** Opening RECORD SET block **
//! Shared value types for the assignment domain

use serde::{Deserialize, Serialize};
use std::fmt;
use std::str::FromStr;

/// Gender of a student
#[derive(Debug, Clone, Copy, PartialEq, Eq, Hash, Serialize, Deserialize)]
#[serde(rename_all = "lowercase")]
pub enum Gender {
    /// Male student
    Male,
    /// Female student
    Female,
}

impl fmt::Display for Gender {
    fn fmt(&self, f: &mut fmt::Formatter<'_>) -> fmt::Result {
        match self {
            Self::Male => write!(f, "male"),
            Self::Female => write!(f, "female"),
        }
    }
}

/// Relationship of a child to its family unit, derived from gender
#[derive(Debug, Clone, Copy, PartialEq, Eq, Hash, Serialize, Deserialize)]
#[serde(rename_all = "lowercase")]
pub enum Relationship {
    /// Male child
    Son,
    /// Female child
    Daughter,
}

impl From<Gender> for Relationship {
    fn from(gender: Gender) -> Self {
        match gender {
            Gender::Male => Self::Son,
            Gender::Female => Self::Daughter,
        }
    }
}

impl fmt::Display for Relationship {
    fn fmt(&self, f: &mut fmt::Formatter<'_>) -> fmt::Result {
        match self {
            Self::Son => write!(f, "son"),
            Self::Daughter => write!(f, "daughter"),
        }
    }
}

/// Objective used when scoring candidate placements
#[derive(Debug, Clone, Copy, PartialEq, Eq, Default, Serialize, Deserialize)]
#[serde(rename_all = "lowercase")]
pub enum AssignmentMode {
    /// Maximize address agreement between a family unit and its children
    #[default]
    Homogeneous,
    /// Maximize geographic diversity among a family unit's children
    Heterogeneous,
}

impl fmt::Display for AssignmentMode {
    fn fmt(&self, f: &mut fmt::Formatter<'_>) -> fmt::Result {
        match self {
            Self::Homogeneous => write!(f, "homogeneous"),
            Self::Heterogeneous => write!(f, "heterogeneous"),
        }
    }
}

impl FromStr for AssignmentMode {
    type Err = String;

    fn from_str(s: &str) -> Result<Self, Self::Err> {
        match s.to_ascii_lowercase().as_str() {
            "homogeneous" => Ok(Self::Homogeneous),
            "heterogeneous" => Ok(Self::Heterogeneous),
            other => Err(format!("unknown assignment mode: {other}")),
        }
    }
}

#[cfg(test)]
mod tests {
    use super::*;

    #[test]
    fn test_relationship_from_gender() {
        assert_eq!(Relationship::from(Gender::Male), Relationship::Son);
        assert_eq!(Relationship::from(Gender::Female), Relationship::Daughter);
    }

    #[test]
    fn test_mode_parsing() {
        assert_eq!(
            "heterogeneous".parse::<AssignmentMode>().unwrap(),
            AssignmentMode::Heterogeneous
        );
        assert!("optimal".parse::<AssignmentMode>().is_err());
    }
}
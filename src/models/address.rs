//! Address representation at four administrative levels
//!
//! Addresses are recorded smallest-to-largest: kebele (local unit),
//! wereda (district), zone, and region. Any component may be absent.

use serde::{Deserialize, Serialize};
use std::fmt;

/// A four-level administrative address
#[derive(Debug, Clone, Default, PartialEq, Eq, Serialize, Deserialize)]
pub struct Address {
    /// Kebele (smallest local unit)
    #[serde(default, skip_serializing_if = "Option::is_none")]
    pub kebele: Option<String>,
    /// Wereda (district)
    #[serde(default, skip_serializing_if = "Option::is_none")]
    pub wereda: Option<String>,
    /// Zone
    #[serde(default, skip_serializing_if = "Option::is_none")]
    pub zone: Option<String>,
    /// Region
    #[serde(default, skip_serializing_if = "Option::is_none")]
    pub region: Option<String>,
}

impl Address {
    /// Create an address with all four components present
    #[must_use]
    pub fn new(kebele: &str, wereda: &str, zone: &str, region: &str) -> Self {
        Self {
            kebele: Some(kebele.to_string()),
            wereda: Some(wereda.to_string()),
            zone: Some(zone.to_string()),
            region: Some(region.to_string()),
        }
    }

    /// Whether no component of the address is known
    #[must_use]
    pub fn is_empty(&self) -> bool {
        self.kebele.is_none() && self.wereda.is_none() && self.zone.is_none() && self.region.is_none()
    }
}

impl fmt::Display for Address {
    fn fmt(&self, f: &mut fmt::Formatter<'_>) -> fmt::Result {
        let unknown = "?";
        write!(
            f,
            "{}/{}/{}/{}",
            self.region.as_deref().unwrap_or(unknown),
            self.zone.as_deref().unwrap_or(unknown),
            self.wereda.as_deref().unwrap_or(unknown),
            self.kebele.as_deref().unwrap_or(unknown)
        )
    }
}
** Closing RECORD SET block **
> **WHAT IS EXPECTED**:
Your answer should be every entry above, repeated exactly.

> **REPLY**:
//! Shared value types for the assignment domain

use serde::{Deserialize, Serialize};
use std::fmt;
use std::str::FromStr;

/// Gender of a student
#[derive(Debug, Clone, Copy, PartialEq, Eq, Hash, Serialize, Deserialize)]
#[serde(rename_all = "lowercase")]
pub enum Gender {
    /// Male student
    Male,
    /// Female student
    Female,
}

impl fmt::Display for Gender {
    fn fmt(&self, f: &mut fmt::Formatter<'_>) -> fmt::Result {
        match self {
            Self::Male => write!(f, "male"),
            Self::Female => write!(f, "female"),
        }
    }
}

/// Relationship of a child to its family unit, derived from gender
#[derive(Debug, Clone, Copy, PartialEq, Eq, Hash, Serialize, Deserialize)]
#[serde(rename_all = "lowercase")]
pub enum Relationship {
    /// Male child
    Son,
    /// Female child
    Daughter,
}

impl From<Gender> for Relationship {
    fn from(gender: Gender) -> Self {
        match gender {
            Gender::Male => Self::Son,
            Gender::Female => Self::Daughter,
        }
    }
}

impl fmt::Display for Relationship {
    fn fmt(&self, f: &mut fmt::Formatter<'_>) -> fmt::Result {
        match self {
            Self::Son => write!(f, "son"),
            Self::Daughter => write!(f, "daughter"),
        }
    }
}

/// Objective used when scoring candidate placements
#[derive(Debug, Clone, Copy, PartialEq, Eq, Default, Serialize, Deserialize)]
#[serde(rename_all = "lowercase")]
pub enum AssignmentMode {
    /// Maximize address agreement between a family unit and its children
    #[default]
    Homogeneous,
    /// Maximize geographic diversity among a family unit's children
    Heterogeneous,
}

impl fmt::Display for AssignmentMode {
    fn fmt(&self, f: &mut fmt::Formatter<'_>) -> fmt::Result {
        match self {
            Self::Homogeneous => write!(f, "homogeneous"),
            Self::Heterogeneous => write!(f, "heterogeneous"),
        }
    }
}

impl FromStr for AssignmentMode {
    type Err = String;

    fn from_str(s: &str) -> Result<Self, Self::Err> {
        match s.to_ascii_lowercase().as_str() {
            "homogeneous" => Ok(Self::Homogeneous),
            "heterogeneous" => Ok(Self::Heterogeneous),
            other => Err(format!("unknown assignment mode: {other}")),
        }
    }
}

#[cfg(test)]
mod tests {
    use super::*;

    #[test]
    fn test_relationship_from_gender() {
        assert_eq!(Relationship::from(Gender::Male), Relationship::Son);
        assert_eq!(Relationship::from(Gender::Female), Relationship::Daughter);
    }

    #[test]
    fn test_mode_parsing() {
        assert_eq!(
            "heterogeneous".parse::<AssignmentMode>().unwrap(),
            AssignmentMode::Heterogeneous
        );
        assert!("optimal".parse::<AssignmentMode>().is_err());
    }
}
filename src/models/address.rs
//! Address representation at four administrative levels
//!
//! Addresses are recorded smallest-to-largest: kebele (local unit),
//! wereda (district), zone, and region. Any component may be absent.

use serde::{Deserialize, Serialize};
use std::fmt;

/// A four-level administrative address
#[derive(Debug, Clone, Default, PartialEq, Eq, Serialize, Deserialize)]
pub struct Address {
    /// Kebele (smallest local unit)
    #[serde(default, skip_serializing_if = "Option::is_none")]
    pub kebele: Option<String>,
    /// Wereda (district)
    #[serde(default, skip_serializing_if = "Option::is_none")]
    pub wereda: Option<String>,
    /// Zone
    #[serde(default, skip_serializing_if = "Option::is_none")]
    pub zone: Option<String>,
    /// Region
    #[serde(default, skip_serializing_if = "Option::is_none")]
    pub region: Option<String>,
}

impl Address {
    /// Create an address with all four components present
    #[must_use]
    pub fn new(kebele: &str, wereda: &str, zone: &str, region: &str) -> Self {
        Self {
            kebele: Some(kebele.to_string()),
            wereda: Some(wereda.to_string()),
            zone: Some(zone.to_string()),
            region: Some(region.to_string()),
        }
    }

    /// Whether no component of the address is known
    #[must_use]
    pub fn is_empty(&self) -> bool {
        self.kebele.is_none() && self.wereda.is_none() && self.zone.is_none() && self.region.is_none()
    }
}

impl fmt::Display for Address {
    fn fmt(&self, f: &mut fmt::Formatter<'_>) -> fmt::Result {
        let unknown = "?";
        write!(
            f,
            "{}/{}/{}/{}",
            self.region.as_deref().unwrap_or(unknown),
            self.zone.as_deref().unwrap_or(unknown),
            self.wereda.as_deref().unwrap_or(unknown),
            self.kebele.as_deref().unwrap_or(unknown)
        )
    }
}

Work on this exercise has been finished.